Joseph Vladimirov () (active 1642–1666) was a Russian painter and art theorist of the 17th century.

Biography 
Vladimirov was born in Yaroslavl to iconographer Vladimir Titov. He grew up in the settlement Tolchkovo, in the parish of St. John the Baptist Church, Yaroslavl. In 1646, he lived in the Spasskaya Sloboda with his brother Sava, a priest of the church of Peter of Kiev.

In the years 1642-1644 he was summoned to Moscow and participated in the execution of the paintings for the Assumption Cathedral of the Kremlin.
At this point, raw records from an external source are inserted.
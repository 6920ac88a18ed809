// SPDX-License-Identifier: GPL-3.0-only
// Copyright (C) 2025 Brian Hetro <whee@smaertness.net>

//! JSON report of how every attachment line was resolved.
//!
//! The document already carries a placeholder for each unmatched attachment.
//! The report adds the other direction: which files in the attachment
//! directory were never referenced, and which signal paired each reference
//! with its file.

use crate::pool::CandidatePool;
use crate::renderer::AttachmentOutcome;
use crate::resolver::Resolution;
use chrono::{DateTime, Utc};
use serde::Serialize;
use snafu::prelude::*;

/// Error type for report serialization.
#[derive(Debug, Snafu)]
pub enum ReportError {
    /// Failed to serialize the report.
    #[snafu(display("failed to serialize report: {source}"))]
    Json {
        /// The underlying JSON error.
        source: serde_json::Error,
    },
}

/// Summary of one conversion run.
#[derive(Debug, Clone, PartialEq, Eq, Serialize)]
pub struct Report {
    /// When the report was produced.
    pub generated_at: DateTime<Utc>,
    /// The input export, as given on the command line.
    pub input: String,
    /// The attachment directory that was scanned.
    pub attachments_dir: String,
    /// Number of attachment lines matched to a file.
    pub matched: usize,
    /// Number of attachment lines left unmatched.
    pub unmatched: usize,
    /// One entry per attachment line, in input order.
    pub attachments: Vec<ReportEntry>,
    /// Files in the attachment directory that no line referenced.
    pub unused_candidates: Vec<String>,
}

/// The resolution of a single attachment line.
#[derive(Debug, Clone, PartialEq, Eq, Serialize)]
pub struct ReportEntry {
    /// 1-based line number in the input.
    pub line: usize,
    /// The declared file name, if any.
    pub declared_name: Option<String>,
    /// The declared MIME type, if any.
    pub mime_type: Option<String>,
    /// The declared size in bytes, if any.
    pub declared_size: Option<u64>,
    /// Name of the file the line was matched to.
    pub matched_file: Option<String>,
    /// `"name"` or `"size"`, for matched lines.
    pub matched_by: Option<&'static str>,
}

impl Report {
    /// Builds a report from the outcomes of a run and the final pool state.
    #[must_use]
    pub fn new(
        input: &str,
        attachments_dir: &str,
        outcomes: &[AttachmentOutcome],
        pool: &CandidatePool,
    ) -> Self {
        let attachments: Vec<_> = outcomes
            .iter()
            .map(|outcome| {
                let matched = outcome
                    .resolution
                    .candidate()
                    .and_then(|id| pool.get(id))
                    .map(|c| c.name().to_owned());
                let matched_by = match outcome.resolution {
                    Resolution::Matched { by, .. } => Some(by.as_str()),
                    Resolution::Unmatched => None,
                };
                ReportEntry {
                    line: outcome.line_number,
                    declared_name: outcome.reference.declared_name.clone(),
                    mime_type: outcome.reference.mime_type.clone(),
                    declared_size: outcome.reference.declared_size,
                    matched_file: matched,
                    matched_by,
                }
            })
            .collect();

        let matched = attachments.iter().filter(|a| a.matched_file.is_some()).count();

        Self {
            generated_at: Utc::now(),
            input: input.to_owned(),
            attachments_dir: attachments_dir.to_owned(),
            matched,
            unmatched: attachments.len() - matched,
            attachments,
            unused_candidates: pool.unconsumed().map(|c| c.name().to_owned()).collect(),
        }
    }

    /// Serializes the report as pretty-printed JSON.
    ///
    /// # Errors
    ///
    /// Returns an error if serialization fails.
    pub fn to_json(&self) -> Result<String, ReportError> {
        serde_json::to_string_pretty(self).context(JsonSnafu)
    }
}
// SPDX-License-Identifier: GPL-3.0-only
// Copyright (C) 2025 Brian Hetro <whee@smaertness.net>

//! Parsing of attachment reference lines from Signal text exports.
//!
//! An attachment line declares what the exported message carried:
//!
//! ```text
//! Attachment: myImage.png (image/png, 311164 bytes)
//! Attachment: no filename (image/jpeg, 439593 bytes)
//! ```
//!
//! Export text is untrusted, so parsing never fails once the prefix matches.
//! Anything that cannot be recognized is left as an absent field and the
//! resolver decides what it can do with the rest.
//!
//! # Example
//!
//! ```
//! use txt2tex::parser::parse_attachment;
//!
//! let reference = parse_attachment("Attachment: no filename (image/jpeg, 439593 bytes)").unwrap();
//! assert_eq!(reference.declared_name, None);
//! assert_eq!(reference.mime_type.as_deref(), Some("image/jpeg"));
//! assert_eq!(reference.declared_size, Some(439_593));
//! ```

/// Prefix that marks an attachment reference line. Case-sensitive.
pub const ATTACHMENT_PREFIX: &str = "Attachment:";

/// Name parts the exporter writes when it recorded no filename.
///
/// Compared case-sensitively against the trimmed name part.
pub const NAMELESS_SENTINELS: &[&str] = &["no filename"];

/// Longest file name kept, in bytes. Longer names are truncated.
pub const MAX_NAME_LEN: usize = 4095;

/// Longest MIME type kept, in bytes. Longer values are truncated.
pub const MAX_MIME_LEN: usize = 127;

/// The parsed intent of one attachment line.
#[derive(Debug, Clone, Default, PartialEq, Eq)]
pub struct AttachmentReference {
    /// The file name recorded at export time, if there was one.
    pub declared_name: Option<String>,

    /// The declared MIME type (e.g. `image/png`).
    pub mime_type: Option<String>,

    /// The declared size in bytes.
    pub declared_size: Option<u64>,
}

impl AttachmentReference {
    /// Returns `true` if the declared MIME type is an image type.
    #[must_use]
    pub fn is_image_mime(&self) -> bool {
        is_image_mime(self.mime_type.as_deref())
    }

    /// Returns `true` if there is anything to match on at all.
    #[must_use]
    pub const fn is_resolvable(&self) -> bool {
        self.declared_name.is_some() || self.declared_size.is_some()
    }
}

/// Returns `true` if `mime` starts with `image/`. Case-sensitive.
#[must_use]
pub fn is_image_mime(mime: Option<&str>) -> bool {
    mime.is_some_and(|m| m.starts_with("image/"))
}

/// Parses one line into an [`AttachmentReference`].
///
/// Returns `None` if the line does not start with [`ATTACHMENT_PREFIX`].
/// Otherwise a reference is always returned, with fields left as `None`
/// where the line is truncated or malformed:
///
/// - no `(`: every field is absent
/// - no `)` after it, or no `,` between the parentheses: only the name is kept
///
/// # Example
///
/// ```
/// use txt2tex::parser::parse_attachment;
///
/// let reference = parse_attachment("Attachment: report.pdf (application/pdf").unwrap();
/// assert_eq!(reference.declared_name.as_deref(), Some("report.pdf"));
/// assert_eq!(reference.declared_size, None);
///
/// assert!(parse_attachment("attachment: lowercase (image/png, 1 bytes)").is_none());
/// ```
#[must_use]
pub fn parse_attachment(line: &str) -> Option<AttachmentReference> {
    let rest = line.strip_prefix(ATTACHMENT_PREFIX)?.trim_start();
    let mut reference = AttachmentReference::default();

    let Some((name_part, after_paren)) = rest.split_once('(') else {
        return Some(reference);
    };

    let name_part = name_part.trim_end();
    if !name_part.is_empty() && !NAMELESS_SENTINELS.contains(&name_part) {
        reference.declared_name = Some(truncate_field(name_part, MAX_NAME_LEN).to_owned());
    }

    let Some((inner, _)) = after_paren.split_once(')') else {
        return Some(reference);
    };
    let Some((mime, size)) = inner.split_once(',') else {
        return Some(reference);
    };

    let mime = mime.trim();
    if !mime.is_empty() {
        reference.mime_type = Some(truncate_field(mime, MAX_MIME_LEN).to_owned());
    }
    reference.declared_size = leading_integer(size.trim());

    Some(reference)
}

/// Parses the unsigned integer at the start of `s`, ignoring what follows.
///
/// Accepts an optional `+`. Negative, missing, or overflowing values yield `None`.
fn leading_integer(s: &str) -> Option<u64> {
    let digits = s.strip_prefix('+').unwrap_or(s);
    let end = digits
        .find(|c: char| !c.is_ascii_digit())
        .unwrap_or(digits.len());
    digits[..end].parse().ok()
}

/// Truncates `s` to at most `max` bytes without splitting a character.
///
/// This is a best-effort bound on pathological input, not a correctness
/// guarantee: a truncated name will usually no longer match any file.
#[must_use]
pub fn truncate_field(s: &str, max: usize) -> &str {
    if s.len() <= max {
        return s;
    }
    let end = (0..=max).rev().find(|&i| s.is_char_boundary(i)).unwrap_or(0);
    &s[..end]
}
It is known that he was the one to paint icons for the Kremlin Armoury. Also, he took part in painting the walls of the Cathedral of the Archangel (from 1652), Trinity Church in Nikitniki (1652–1653) in Moscow, and Cathedral of the Dormition in Rostov (1659). Together with Simon Ushakov he decorated the royal gates to the church in the Kremlin Palace of Evdokia worked on decorations for the north door to the Cathedral of St. Basil, and repaired five local icons and holy gates. In August 1660, led by Ivan Filateva he worked on repairing wall paintings of the Assumption Cathedral of Moscow.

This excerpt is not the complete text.